I risultati dei ricercatori verranno pubblicati il 10 febbraio 2014 su “Angewandte Chemie International Edition”. Altri co-autori, oltre Mallouk, sono i ricercatori alla Penn State Wei Wang, Sixing Li, Suzanne Ahmed e Tony Jun Huang, insieme a Lamar Mair del Weinberg Medical Physics nel Maryland in USA.

Fino ad ora, riferisce Mallouk, i nanomotori sono stati studiati solamente in “vitro” all’interno di apparecchiature di laboratorio e non in cellule umane viventi.

Già una decina di anni fa sono stati sviluppati alla Penn State alcuni nanomotori alimentati chimicamente, da un team che includeva, oltre Mallouk, anche il chimico Ayusman Sen e il fisico Vincent Crespi. “I nostri motori di prima generazione necessitavano di combustibili tossici per poter funzionare e quindi era impossibile farli muovere all’interno di fluidi biologici e quindi studiarli nelle cellule umane” dice Mallouk. “Questa limitazione è stata un serio problema”. Quando Mallouk e il fisico francese Mauricio Hoyos hanno scoperto che i nanomotori potevano essere alimentati anche da onde ultrasoniche, la porta si aprì allo studio di questi motori all’interno di sistemi viventi.

VIDEO 1

httpv://www.youtube.com/watch?v=tvvwI3Z-p7U

Una dimostrazione di alcuni nanotubi d’oro molto attivi, all’interno di cellule HeLa in un campo acustico. Video ripreso a 1000X di ingrandimento nel campo chiaro, con la maggiorparte della luce entrante bloccata all’apertura.

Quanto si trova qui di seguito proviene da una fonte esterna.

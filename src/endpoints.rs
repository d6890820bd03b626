//! The API endpoints URIs.
//!
//! Tests that request an endpoint with a parameter, e.g., '/v2/spendings/{spending_id}',
//! fill it in with `format_endpoint`.

/// The route for creating an account.
pub const SIGN_UP: &str = "/v1/auth/sign-up";
/// The route for signing in with a username and password.
pub const SIGN_IN: &str = "/v1/auth/sign-in";
/// The route for the client to sign out the current user.
pub const SIGN_OUT: &str = "/v1/auth/sign-out";

/// The route for the signed in user's account.
pub const MY_ACCOUNT: &str = "/v1/users/me";
/// The route for changing the signed in user's name.
pub const MY_NAME: &str = "/v1/users/me/name";
/// The route for changing the signed in user's username.
pub const MY_USERNAME: &str = "/v1/users/me/username";
/// The route for turning notifications on (PATCH) and off (DELETE).
pub const MY_NOTIFICATIONS: &str = "/v1/users/me/notifications";
/// The route for registering and removing push tokens.
pub const MY_DEVICES: &str = "/v1/users/me/devices";

/// The route to access the signed in user's custom spending categories.
pub const SPENDING_CUSTOM_CATEGORIES: &str = "/v2/spending-custom-categories";
/// The route to create spendings and list them by month.
pub const SPENDINGS: &str = "/v2/spendings";
/// The route to access a single spending.
pub const SPENDING: &str = "/v2/spendings/{spending_id}";

/// The route to access monthly target amounts.
pub const TARGET_AMOUNTS: &str = "/v2/target-amounts";

/// The route for sending a question to the support team.
pub const QUESTIONS: &str = "/v1/questions";

/// Replace the parameter in `endpoint_path` with `id`.
///
/// A parameter is a string that starts with a left brace, followed by
/// lowercase letters or underscores, and ends with a right brace.
/// For example, in the endpoint path '/v2/spendings/{spending_id}', '{spending_id}' is the parameter.
///
/// This function assumes that an endpoint path only contains ASCII characters
/// and a single parameter.
///
/// If no parameter is found in `endpoint_path`, the function returns
/// the original `endpoint_path`.
#[cfg(test)]
pub fn format_endpoint(endpoint_path: &str, id: i64) -> String {
    let Some(param_start) = endpoint_path.find('{') else {
        return endpoint_path.to_string();
    };

    let param_end = endpoint_path[param_start..]
        .find('}')
        .map(|end| param_start + end + 1)
        .unwrap_or(endpoint_path.len());

    format!(
        "{}{}{}",
        &endpoint_path[..param_start],
        id,
        &endpoint_path[param_end..]
    )
}
//! Collects per-field validation messages for request bodies.

use std::collections::BTreeMap;

use serde::Serialize;

use crate::Error;

/// A user-facing message explaining why a single value is invalid.
#[derive(Debug, Clone, Copy, PartialEq, Eq, thiserror::Error)]
#[error("{0}")]
pub struct InvalidField(pub &'static str);

/// Maps the name of a request field to the message explaining why it is invalid.
///
/// Only the first message recorded for a field is kept, so callers should
/// check the most basic rule (e.g., "is it blank?") first.
#[derive(Debug, Clone, Default, PartialEq, Serialize)]
pub struct FieldErrors(BTreeMap<String, String>);

impl FieldErrors {
    pub fn new() -> Self {
        Self::default()
    }

    /// Record `message` for `field` unless the field already has a message.
    pub fn add(&mut self, field: &str, message: &str) {
        self.0
            .entry(field.to_owned())
            .or_insert_with(|| message.to_owned());
    }

    /// Unwrap `result`, recording its message under `field` if it failed.
    pub fn check<T>(&mut self, field: &str, result: Result<T, InvalidField>) -> Option<T> {
        match result {
            Ok(value) => Some(value),
            Err(InvalidField(message)) => {
                self.add(field, message);
                None
            }
        }
    }

    /// Shorthand for a request with a single validated field.
    pub fn single<T>(field: &str, result: Result<T, InvalidField>) -> Result<T, Error> {
        let mut field_errors = Self::new();

        match field_errors.check(field, result) {
            Some(value) => Ok(value),
            None => Err(Error::InvalidFields(field_errors)),
        }
    }

    pub fn get(&self, field: &str) -> Option<&str> {
        self.0.get(field).map(String::as_str)
    }

    pub fn is_empty(&self) -> bool {
        self.0.is_empty()
    }

    /// Return `value` if no field errors were recorded, otherwise an
    /// [Error::InvalidFields] holding every message.
    pub fn into_result<T>(self, value: T) -> Result<T, Error> {
        if self.is_empty() {
            Ok(value)
        } else {
            Err(Error::InvalidFields(self))
        }
    }
}

/// Return the first message from `checks` whose condition is true.
///
/// Shorthand for validating a single field against an ordered list of rules.
pub fn first_failure<'a>(checks: &[(bool, &'a str)]) -> Option<&'a str> {
    checks
        .iter()
        .find(|(failed, _)| *failed)
        .map(|(_, message)| *message)
}

#[cfg(test)]
mod field_errors_tests {
    use crate::Error;

    use super::{FieldErrors, InvalidField, first_failure};

    #[test]
    fn keeps_first_message_per_field() {
        let mut errors = FieldErrors::new();

        errors.add("email", "first");
        errors.add("email", "second");

        assert_eq!(errors.get("email"), Some("first"));
    }

    #[test]
    fn check_records_failures_and_passes_values() {
        let mut errors = FieldErrors::new();

        let good = errors.check("amount", Ok::<_, InvalidField>(10));
        let bad = errors.check::<i64>("memo", Err(InvalidField("too long")));

        assert_eq!(good, Some(10));
        assert_eq!(bad, None);
        assert_eq!(errors.get("memo"), Some("too long"));
        assert_eq!(errors.get("amount"), None);
    }

    #[test]
    fn into_result_succeeds_when_empty() {
        assert_eq!(FieldErrors::new().into_result(42), Ok(42));
    }

    #[test]
    fn into_result_fails_when_not_empty() {
        let mut errors = FieldErrors::new();
        errors.add("name", "bad name");

        let result = errors.clone().into_result(());

        assert_eq!(result, Err(Error::InvalidFields(errors)));
    }

    #[test]
    fn first_failure_picks_earliest_failed_check() {
        let got = first_failure(&[(false, "a"), (true, "b"), (true, "c")]);

        assert_eq!(got, Some("b"));
    }
}
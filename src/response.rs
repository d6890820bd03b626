//! The JSON envelope for successful responses.
//!
//! Successful responses look like `{"code": "2000", "data": {...}}`, which
//! mirrors the `{code, message}` shape of error responses.

use axum::{
    Json,
    http::StatusCode,
    response::{IntoResponse, Response},
};
use serde::Serialize;
use serde_json::{Map, Value};

/// The reason code sent with every successful response.
pub const SUCCESS_CODE: &str = "2000";

#[derive(Debug, Serialize)]
struct SuccessBody<T> {
    code: &'static str,
    data: T,
}

/// Respond with 200 OK and `data` wrapped in the success envelope.
pub fn success<T: Serialize>(data: T) -> Response {
    (
        StatusCode::OK,
        Json(SuccessBody {
            code: SUCCESS_CODE,
            data,
        }),
    )
        .into_response()
}

/// Respond with 200 OK and an empty `data` object.
pub fn no_content() -> Response {
    success(Value::Object(Map::new()))
}
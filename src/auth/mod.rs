//! Cookie based sessions: signing users in and out, and guarding routes that
//! need a signed in user.

mod cookie;
mod middleware;
mod session;

pub use cookie::{
    DEFAULT_COOKIE_DURATION, extend_auth_cookie_duration_if_needed, get_user_id_from_auth_cookie,
    invalidate_auth_cookie, set_auth_cookie,
};
pub use middleware::{AuthState, auth_guard};
pub use session::{SessionState, sign_in_endpoint, sign_out_endpoint, sign_up_endpoint};

#[cfg(test)]
pub(crate) use cookie::{COOKIE_EXPIRY, COOKIE_USER_ID};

Per gli esperimenti il team ha usato cellule HeLa, una linea immortale di cellule cervicali umane usate tipicamente in studi di ricerca, che, una volta ingeriti i nanomotori, hanno permesso loro il movimento all’interno del tessuto cellulare, alimentati da onde ultra sonore. Mallouk spiega che con una bassa potenza ultrasonica i nanomotori hanno un basso effetto sulle cellule ma, una volta aumentata la potenza, questi iniziano a entrare in movimento, girando e scontrandosi negli organelli, strutture nelle quali la cellula esegue particolari funzioni.

I nanomotori possono funzionare come uno sbattivuova, omogeneizzando il contenuto della cellula oppure possono essere usati come arieti, per forare la membrana cellulare.

VIDEO2

httpv://www.youtube.com/watch?v=cAoMVMvOr8Y

Particelle scure interagiscono con nanotubi d’oro che ruotano, all’interno della cellula HeLa. Video ripreso a 1000X di ingrandimento nel campo chiaro, con la maggiorparte della luce entrante bloccata all’apertura.

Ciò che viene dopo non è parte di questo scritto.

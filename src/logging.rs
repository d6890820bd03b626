//! Middleware for logging requests and responses.

use axum::{
    body::{Body, Bytes},
    extract::Request,
    http::{StatusCode, header::CONTENT_TYPE, request, response},
    middleware::Next,
    response::{IntoResponse, Response},
};
use serde_json::Value;

use crate::Error;

/// The maximum number of characters of a body that are logged at the `info` level.
pub const LOG_BODY_LENGTH_LIMIT: usize = 64;

const REDACTED_FIELDS: [&str; 1] = ["password"];

/// Log the request and response for each request.
///
/// Both the request and response are logged at the `info` level.
/// If a body is longer than [LOG_BODY_LENGTH_LIMIT] characters, it is
/// truncated and the full body is logged at the `debug` level.
/// Passwords in JSON request bodies are never logged.
pub async fn logging_middleware(request: Request, next: Next) -> Response {
    let (parts, body) = request.into_parts();
    let body_bytes = match read_body(body).await {
        Ok(bytes) => bytes,
        Err(error) => return Error::InvalidRequestBody(error.to_string()).into_response(),
    };
    let body_text = String::from_utf8_lossy(&body_bytes);

    if is_json(&parts) {
        log_request(&parts, &redact_json_fields(&body_text, &REDACTED_FIELDS));
    } else {
        log_request(&parts, &body_text);
    }

    let request = Request::from_parts(parts, Body::from(body_bytes));
    let response = next.run(request).await;

    let (parts, body) = response.into_parts();
    let body_bytes = match read_body(body).await {
        Ok(bytes) => bytes,
        Err(error) => {
            tracing::error!("Could not read response body: {error}");
            return StatusCode::INTERNAL_SERVER_ERROR.into_response();
        }
    };
    log_response(&parts, &String::from_utf8_lossy(&body_bytes));

    Response::from_parts(parts, Body::from(body_bytes))
}

async fn read_body(body: Body) -> Result<Bytes, axum::Error> {
    axum::body::to_bytes(body, usize::MAX).await
}

fn is_json(parts: &request::Parts) -> bool {
    parts
        .headers
        .get(CONTENT_TYPE)
        .and_then(|value| value.to_str().ok())
        .is_some_and(|value| value.starts_with("application/json"))
}

/// Replace the values of `field_names` in the top level JSON object `body_text`.
///
/// Bodies that are not JSON objects are replaced entirely, since they may
/// still hold a password in a form that cannot be located.
fn redact_json_fields(body_text: &str, field_names: &[&str]) -> String {
    if body_text.is_empty() {
        return String::new();
    }

    match serde_json::from_str::<Value>(body_text) {
        Ok(Value::Object(mut object)) => {
            for field_name in field_names {
                if let Some(value) = object.get_mut(*field_name) {
                    *value = Value::String("********".to_owned());
                }
            }

            Value::Object(object).to_string()
        }
        Ok(value) => value.to_string(),
        Err(_) => "<malformed JSON>".to_owned(),
    }
}

fn truncate(body: &str) -> Option<&str> {
    body.char_indices()
        .nth(LOG_BODY_LENGTH_LIMIT)
        .map(|(end, _)| &body[..end])
}

fn log_request(parts: &request::Parts, body: &str) {
    match truncate(body) {
        Some(truncated) => {
            tracing::info!("Received request: {parts:#?}\nbody: {truncated}...");
            tracing::debug!("Full request body: {body:?}");
        }
        None => tracing::info!("Received request: {parts:#?}\nbody: {body:?}"),
    }
}

fn log_response(parts: &response::Parts, body: &str) {
    match truncate(body) {
        Some(truncated) => {
            tracing::info!("Sending response: {parts:#?}\nbody: {truncated}...");
            tracing::debug!("Full response body: {body:?}");
        }
        None => tracing::info!("Sending response: {parts:#?}\nbody: {body:?}"),
    }
}
use axum::{Extension, extract::State, response::Response};
use serde::{Deserialize, Serialize};

use crate::{
    Error,
    app_state::DbState,
    db::lock_connection,
    device::{Device, DeviceInfo, DeviceToken, delete_device, register_device},
    extract::{ApiJson, ApiQuery},
    response::{no_content, success},
    user::UserID,
    validation::FieldErrors,
};

#[derive(Debug, Deserialize)]
#[serde(rename_all = "camelCase")]
pub struct DeviceRequest {
    #[serde(default)]
    pub origin_token: String,
    #[serde(default)]
    pub new_token: String,
    #[serde(default)]
    pub model: String,
    #[serde(default)]
    pub os: String,
}

#[derive(Debug, Deserialize)]
pub struct DeviceTokenQuery {
    #[serde(default)]
    pub token: String,
}

#[derive(Debug, Serialize)]
struct DeviceResponse {
    device: Device,
}

/// Register or refresh a push token for the signed in user.
pub async fn put_device_endpoint(
    State(state): State<DbState>,
    Extension(user_id): Extension<UserID>,
    ApiJson(request): ApiJson<DeviceRequest>,
) -> Result<Response, Error> {
    let mut field_errors = FieldErrors::new();
    let origin_token = field_errors.check("originToken", DeviceToken::new(&request.origin_token));
    let new_token = field_errors.check("newToken", DeviceToken::new(&request.new_token));
    if request.model.trim().is_empty() {
        field_errors.add("model", "모델명은 필수입니다.");
    }
    if request.os.trim().is_empty() {
        field_errors.add("os", "OS는 필수입니다.");
    }

    let (Some(origin_token), Some(new_token)) = (origin_token, new_token) else {
        return Err(Error::InvalidFields(field_errors));
    };
    let info = field_errors.into_result(DeviceInfo {
        model: request.model,
        os: request.os,
    })?;

    let mut connection = lock_connection(&state.db_connection)?;
    let device = register_device(user_id, &origin_token, &new_token, &info, &mut connection)?;

    Ok(success(DeviceResponse { device }))
}

/// Remove one of the signed in user's push tokens.
pub async fn delete_device_endpoint(
    State(state): State<DbState>,
    Extension(user_id): Extension<UserID>,
    ApiQuery(query): ApiQuery<DeviceTokenQuery>,
) -> Result<Response, Error> {
    let token = FieldErrors::single("token", DeviceToken::new(&query.token))?;

    let connection = lock_connection(&state.db_connection)?;
    delete_device(user_id, &token, &connection)?;
    tracing::info!("User {user_id} removed a device");

    Ok(no_content())
}
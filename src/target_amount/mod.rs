//! Monthly spending targets.

mod db;
mod endpoints;

pub use db::{
    TargetAmount, TargetAmountError, create_target_amount_table, get_target_amount,
    save_target_amount,
};
pub use endpoints::{get_target_amount_endpoint, put_target_amount_endpoint};
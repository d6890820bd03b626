//! Request extractors that reject with the app's [Error] type.
//!
//! Using these instead of the plain axum extractors means
//! malformed input is answered with the same `{code, message}` body as every
//! other error.

use axum::extract::{FromRequest, FromRequestParts};

use crate::Error;

/// A JSON request body.
#[derive(Debug, FromRequest)]
#[from_request(via(axum::Json), rejection(Error))]
pub struct ApiJson<T>(pub T);

/// A URL path parameter.
#[derive(Debug, FromRequestParts)]
#[from_request(via(axum::extract::Path), rejection(Error))]
pub struct ApiPath<T>(pub T);

/// A URL query string.
#[derive(Debug, FromRequestParts)]
#[from_request(via(axum::extract::Query), rejection(Error))]
pub struct ApiQuery<T>(pub T);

Mentre gli impulsi ad ultrasuoni controllano sia la rotazione che ll’andamento rettilineo dei nanomotori, i ricercatori riescono a controllarli ancora meglio e farli sterzare usando forze magnetiche. Mallouk e i suoi colleghi hanno anche visto che i nanomotori possono muoversi in maniera autonoma, ossia in maniera indipendente gli uni dagli altri: una abilità importante per future interessanti applicazioni. “Un moto autonomo potrebbe aiutare i nanomotori a distruggere selettivamente le cellule da cui vengono inghiottiti”, spiega Mollouk. “Se per esempio si vuole che questi motori individuino e distruggano cellule cancerogene è meglio che si muovano in maniera indipendente, senza che tutti quanti vadano nella stessa direzione.”

VIDEO 3

httpv://www.youtube.com/watch?v=qa_QFFopTms

Nanotubuli d’oro che si muovono lungo il bordo della membrana di una cellula HeLa.

VIDEO4

httpv://www.youtube.com/watch?v=B97KmdDPF2s

L’interazione tra i nanotubi d’oro e particelle traccianti di polistirene, e tra nanotubi d’oro e globuli rossi. Il video è stato ripreso a un ingrandimento di 500x.

L’abilità dei nanomotori di incidere su cellule viventi offre nuove promesse alla medicina, dice Mallouk.

L’applicazione che sognamo per questa tecnologia sarebbe quella di avere dei nanomotori che viaggiano all’interno del corpo, comunicando tra di loro ed eseguendo vari tipi di diagosi e terapie. Ci sono molte applicazioni per il controllo di particelle a una scala cosi piccola, e quello che ci guida è proprio capire come funzionano”.